* [REQUIREMENT]: Each line below from the one containing "use anyhow::Result;" through the one containing "const MAX_CONFIG_SIZE: usize = 2048;" should be output exactly as it stands, and no other line should appear.

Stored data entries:
▶

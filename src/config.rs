use anyhow::Result;
use serde::{Deserialize, Serialize};
use updater_core::UpdaterConfig;

#[cfg(target_os = "espidf")]
use esp_idf_svc::nvs::{EspDefaultNvsPartition, EspNvs, NvsDefault};

#[cfg(target_os = "espidf")]
const CONFIG_NAMESPACE: &str = "updater";
#[cfg(target_os = "espidf")]
const CONFIG_KEY: &str = "config";

/// Host builds keep the configuration next to the binary
#[cfg(not(target_os = "espidf"))]
pub const CONFIG_FILE: &str = "updater.json";

const MAX_CONFIG_SIZE: usize = 2048;

#[derive(Debug, Clone, Serialize, Deserialize, PartialEq)]
#[serde(default)]
pub struct Config {
    // WiFi settings
    pub wifi_ssid: String,
    pub wifi_password: String,

    pub log_level: String,

    // OTA settings
    pub updater: UpdaterConfig,
}

impl Default for Config {
    fn default() -> Self {
        // Compiled in by build.rs from ota_config.h, which should NOT be committed to git
        let wifi_ssid = env!("WIFI_SSID");
        let wifi_password = env!("WIFI_PASSWORD");
        let ota_host = env!("OTA_HOST");
        let ota_path = env!("OTA_PATH");

        let mut updater = UpdaterConfig::default();
        updater.hostname = ota_host.to_string();
        if !ota_path.is_empty() {
            updater.resource_path = ota_path.to_string();
        }

        Self {
            wifi_ssid: wifi_ssid.to_string(),
            wifi_password: wifi_password.to_string(),
            log_level: "info".to_string(),
            updater,
        }
    }
}

impl Config {
    /// Fill empty credentials and update server from the compiled defaults.
    /// Returns true when anything changed.
    fn merge_compiled_defaults(&mut self) -> bool {
        let defaults = Config::default();
        let mut changed = false;

        if self.wifi_ssid.is_empty() && !defaults.wifi_ssid.is_empty() {
            log::warn!("Stored WiFi credentials empty, using compiled defaults: SSID='{}'", defaults.wifi_ssid);
            self.wifi_ssid = defaults.wifi_ssid;
            self.wifi_password = defaults.wifi_password;
            changed = true;
        }
        if self.updater.hostname.is_empty() && !defaults.updater.hostname.is_empty() {
            log::warn!("Stored update server empty, using compiled default: {}", defaults.updater.hostname);
            self.updater.hostname = defaults.updater.hostname;
            self.updater.resource_path = defaults.updater.resource_path;
            changed = true;
        }
        changed
    }

    pub fn save(&self, store: &mut ConfigStore) -> Result<()> {
        let json = serde_json::to_vec(self)?;
        if json.len() > MAX_CONFIG_SIZE {
            anyhow::bail!("Config is {} bytes, limit is {}", json.len(), MAX_CONFIG_SIZE);
        }
        store.write(&json)?;
        log::info!("Configuration saved");
        Ok(())
    }
}

pub fn load_or_default(store: &mut ConfigStore) -> Result<Config> {
    let loaded = store
        .read()
        .and_then(|data| match data {
            Some(bytes) => Ok(serde_json::from_slice::<Config>(&bytes)?),
            None => anyhow::bail!("Config not found"),
        });

    match loaded {
        Ok(mut config) => {
            log::info!("Loaded stored configuration");
            if config.merge_compiled_defaults() {
                if let Err(e) = config.save(store) {
                    log::warn!("Failed to save updated config: {:?}", e);
                }
            }
            Ok(config)
        }
        Err(e) => {
            log::warn!("Failed to load config: {:?}, using defaults", e);
            let config = Config::default();

            // Try to save default config for next time
            if let Err(save_err) = config.save(store) {
                log::warn!("Failed to save default config: {:?}", save_err);
            }

            Ok(config)
        }
    }
}

/// Where the JSON configuration blob lives
#[cfg(target_os = "espidf")]
pub struct ConfigStore {
    nvs: EspNvs<NvsDefault>,
}

#[cfg(target_os = "espidf")]
impl ConfigStore {
    pub fn open(partition: EspDefaultNvsPartition) -> Result<Self> {
        let nvs = EspNvs::new(partition, CONFIG_NAMESPACE, true)?;
        Ok(Self { nvs })
    }

    fn read(&self) -> Result<Option<Vec<u8>>> {
        let mut buf = vec![0u8; MAX_CONFIG_SIZE];
        Ok(self.nvs.get_blob(CONFIG_KEY, &mut buf)?.map(|data| data.to_vec()))
    }

    fn write(&mut self, data: &[u8]) -> Result<()> {
        self.nvs.set_blob(CONFIG_KEY, data)?;
        Ok(())
    }
}

#[cfg(not(target_os = "espidf"))]
pub struct ConfigStore {
    path: std::path::PathBuf,
}

#[cfg(not(target_os = "espidf"))]
impl ConfigStore {
    pub fn open(path: impl Into<std::path::PathBuf>) -> Result<Self> {
        Ok(Self { path: path.into() })
    }

    fn read(&self) -> Result<Option<Vec<u8>>> {
        match std::fs::read(&self.path) {
            Ok(data) => Ok(Some(data)),
            Err(e) if e.kind() == std::io::ErrorKind::NotFound => Ok(None),
            Err(e) => Err(e.into()),
        }
    }

    fn write(&mut self, data: &[u8]) -> Result<()> {
        std::fs::write(&self.path, data)?;
        Ok(())
    }
}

◀

* [ANSWER]:
use anyhow::Result;
use serde::{Deserialize, Serialize};
use updater_core::UpdaterConfig;

#[cfg(target_os = "espidf")]
use esp_idf_svc::nvs::{EspDefaultNvsPartition, EspNvs, NvsDefault};

#[cfg(target_os = "espidf")]
const CONFIG_NAMESPACE: &str = "updater";
#[cfg(target_os = "espidf")]
const CONFIG_KEY: &str = "config";

/// Host builds keep the configuration next to the binary
#[cfg(not(target_os = "espidf"))]
pub const CONFIG_FILE: &str = "updater.json";

const MAX_CONFIG_SIZE: usize = 2048;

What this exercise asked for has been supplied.